I remember when this album came out – Charles Fox played a track from it on “Jazz Today” - where I first heard it - and the jazz press was very favourable in their reviews. Coming from a jazz background myself – and being a Mitchell fan too, I've never had any problem appreciating this; it was an influential album for many musicians and is regarded now as an important recording within Mitchell's period of experimentation with jazz influences – something that broke down many artificial barriers that existed between forms at the time.
The band Mitchell put together for this project provide exemplary support and interaction; her connection with Mingus too, is important to note – he was not an easy artist to work with and would not have sanctioned a project he wasn't happy with – that he gave Mitchell his blessing on this speaks volumes and his judgement was absolutely right.

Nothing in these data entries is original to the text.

//! Dispatch function generation
//!
//! A method call site names one method; the callee is decided at runtime
//! among the implementations of that method's group (the method plus all of
//! its transitive submethods). Each group gets one dispatch function that
//! reads the receiver's typeid slot once and binary-searches a sorted list of
//! typeid ranges, each mapped to one implementation.

use super::pool::unique_function_name;
use crate::error::{CompileError, CompileResult};
use crate::hierarchy::{TypeIdRange, TypeIdTable};
use crate::ir::{
    BinaryOp, BodyBuilder, ClassId, FunctionId, MethodId, Program, StmtId, Type, VarId,
};
use rustc_hash::FxHashMap;

/// One arm of a dispatch function
#[derive(Debug, Clone, Copy, PartialEq, Eq)]
pub struct DispatchEntry {
    /// Unbiased typeids handled by this arm
    pub range: TypeIdRange,
    pub implementation: FunctionId,
}

/// The method itself followed by its transitive submethods (pre-order)
pub fn method_group(program: &Program, method: MethodId) -> Vec<MethodId> {
    let mut group = Vec::new();
    let mut stack = vec![method];
    while let Some(m) = stack.pop() {
        if group.contains(&m) {
            continue;
        }
        group.push(m);
        stack.extend(program.method(m).submethods.iter().rev().copied());
    }
    group
}

/// Decide which implementation every concrete subclass of the method's
/// owner runs, sorted by typeid and merged where neighbours agree.
///
/// `subclasses` are the reflexive-transitive subclasses of the owner.
pub fn resolve_dispatch(
    program: &Program,
    type_ids: &TypeIdTable,
    subclasses: &[ClassId],
    method: MethodId,
) -> CompileResult<Vec<DispatchEntry>> {
    let group = method_group(program, method);
    let name = program.method_name(method);
    let span = &program.method(method).span;

    if group
        .iter()
        .all(|m| program.method(*m).implementation.is_none())
    {
        return Err(CompileError::structural(
            format!("method {} has no implementation in any class", name),
            span,
        ));
    }

    let mut overrides: FxHashMap<ClassId, MethodId> = FxHashMap::default();
    for m in &group {
        overrides.entry(program.method(*m).owner).or_insert(*m);
    }

    let mut resolved: Vec<(u32, FunctionId)> = Vec::new();
    for class in subclasses {
        let c = program.class(*class);
        if c.is_abstract {
            continue;
        }
        let Some(implementation) = nearest_implementation(program, &overrides, *class) else {
            return Err(CompileError::structural(
                format!("class {} has no implementation of {}", c.name, name),
                &c.span,
            ));
        };
        resolved.push((type_ids.typeid(*class), implementation));
    }
    resolved.sort_by_key(|(typeid, _)| *typeid);

    let mut entries: Vec<DispatchEntry> = Vec::new();
    for (typeid, implementation) in resolved {
        match entries.last_mut() {
            Some(last) if last.implementation == implementation => last.range.end = typeid,
            _ => entries.push(DispatchEntry {
                range: TypeIdRange::point(typeid),
                implementation,
            }),
        }
    }
    Ok(entries)
}

/// Walk up from `class` (extends first, then implements, depth first) to the
/// first group override that carries an implementation
fn nearest_implementation(
    program: &Program,
    overrides: &FxHashMap<ClassId, MethodId>,
    class: ClassId,
) -> Option<FunctionId> {
    if let Some(m) = overrides.get(&class) {
        if let Some(implementation) = program.method(*m).implementation {
            return Some(implementation);
        }
    }
    program
        .class(class)
        .supers()
        .find_map(|sup| nearest_implementation(program, overrides, sup))
}

/// Generate `dispatch_Class_method(this, p0, ...)`.
///
/// ```text
/// tid = typeId[this]
/// if tid == 0 {
///   if this == 0 { trap "null pointer" } else { trap "destroyed object" }
/// }
/// if tid <= end(mid) + 1 { <low half> } else { <high half> }
/// ```
pub fn gen_dispatch(
    program: &mut Program,
    slot: VarId,
    method: MethodId,
    entries: &[DispatchEntry],
) -> FunctionId {
    let m = program.method(method).clone();
    let qualified = program.method_name(method);
    let owner = program.class(m.owner).name.clone();
    let name = unique_function_name(program, &format!("dispatch_{}_{}", owner, m.name));
    let return_ty = m.return_ty.erase_classes();

    let mut f = BodyBuilder::new(program, &name, return_ty.clone());
    f.set_span(m.span.clone());
    let this = f.param("this", Type::Int);
    let params: Vec<VarId> = m
        .params
        .iter()
        .enumerate()
        .map(|(i, ty)| f.param(&format!("p{}", i), ty.erase_classes()))
        .collect();
    let tid = f.local("tid", Type::Int);

    let read_this = f.read(this);
    let slot_value = f.array_read(slot, read_this);
    let load = f.assign(tid, slot_value);
    f.push(load);

    let read_tid = f.read(tid);
    let zero = f.int(0);
    let dead = f.binary(BinaryOp::Eq, read_tid, zero);
    let read_this = f.read(this);
    let zero = f.int(0);
    let is_null = f.binary(BinaryOp::Eq, read_this, zero);
    let null_trap = f.trap(&format!("null pointer: called {} on null", qualified));
    let destroyed_trap = f.trap(&format!("called {} on a destroyed object", qualified));
    let which = f.if_else(is_null, vec![null_trap], vec![destroyed_trap]);
    let guard = f.if_else(dead, vec![which], Vec::new());
    f.push(guard);

    let search = Search {
        tid,
        this,
        params: &params,
        entries,
        returns_value: return_ty != Type::Void,
    };
    for stmt in search.gen(&mut f, 0, entries.len()) {
        f.push(stmt);
    }

    log::debug!(
        "generated {} with {} arm(s) for {}",
        name,
        entries.len(),
        qualified
    );
    f.finish()
}

struct Search<'a> {
    tid: VarId,
    this: VarId,
    params: &'a [VarId],
    entries: &'a [DispatchEntry],
    returns_value: bool,
}

impl Search<'_> {
    /// Statements selecting among `entries[lo..hi]`
    fn gen(&self, f: &mut BodyBuilder<'_>, lo: usize, hi: usize) -> Vec<StmtId> {
        if lo >= hi {
            return vec![f.trap("no implementation for this object")];
        }
        if hi - lo == 1 {
            return self.leaf(f, self.entries[lo].implementation);
        }
        let mid = lo + (hi - lo - 1) / 2;
        let read_tid = f.read(self.tid);
        let bound = f.int(self.entries[mid].range.end as i64 + 1);
        let cond = f.binary(BinaryOp::Le, read_tid, bound);
        let low = self.gen(f, lo, mid + 1);
        let high = self.gen(f, mid + 1, hi);
        vec![f.if_else(cond, low, high)]
    }

    fn leaf(&self, f: &mut BodyBuilder<'_>, implementation: FunctionId) -> Vec<StmtId> {
        let mut args = vec![f.read(self.this)];
        for p in self.params {
            args.push(f.read(*p));
        }
        let call = f.call(implementation, args);
        if self.returns_value {
            vec![f.ret(Some(call))]
        } else {
            let stmt = f.expr_stmt(call);
            vec![stmt, f.ret(None)]
        }
    }
}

I'm actually quite surprised at the negativity of some reviews on this page; this is no misfire; Mitchell's original pieces are eminently memorable, and her words – set to Mingus` compositions – are as good as anything she's ever written - “Goodbye Pork-Pie Hat” is a particular favourite, if I have to choose.
The only problems I have with it are that it ends too soon, and there are fewer of Mitchell's paintings reproduced in the CD notes than were reproduced (in good size) on the original gate-fold LP.

An album I consider an indispensable part of my music collection.
Check out the sound samples above; the disc has a running time of just over 37 minutes.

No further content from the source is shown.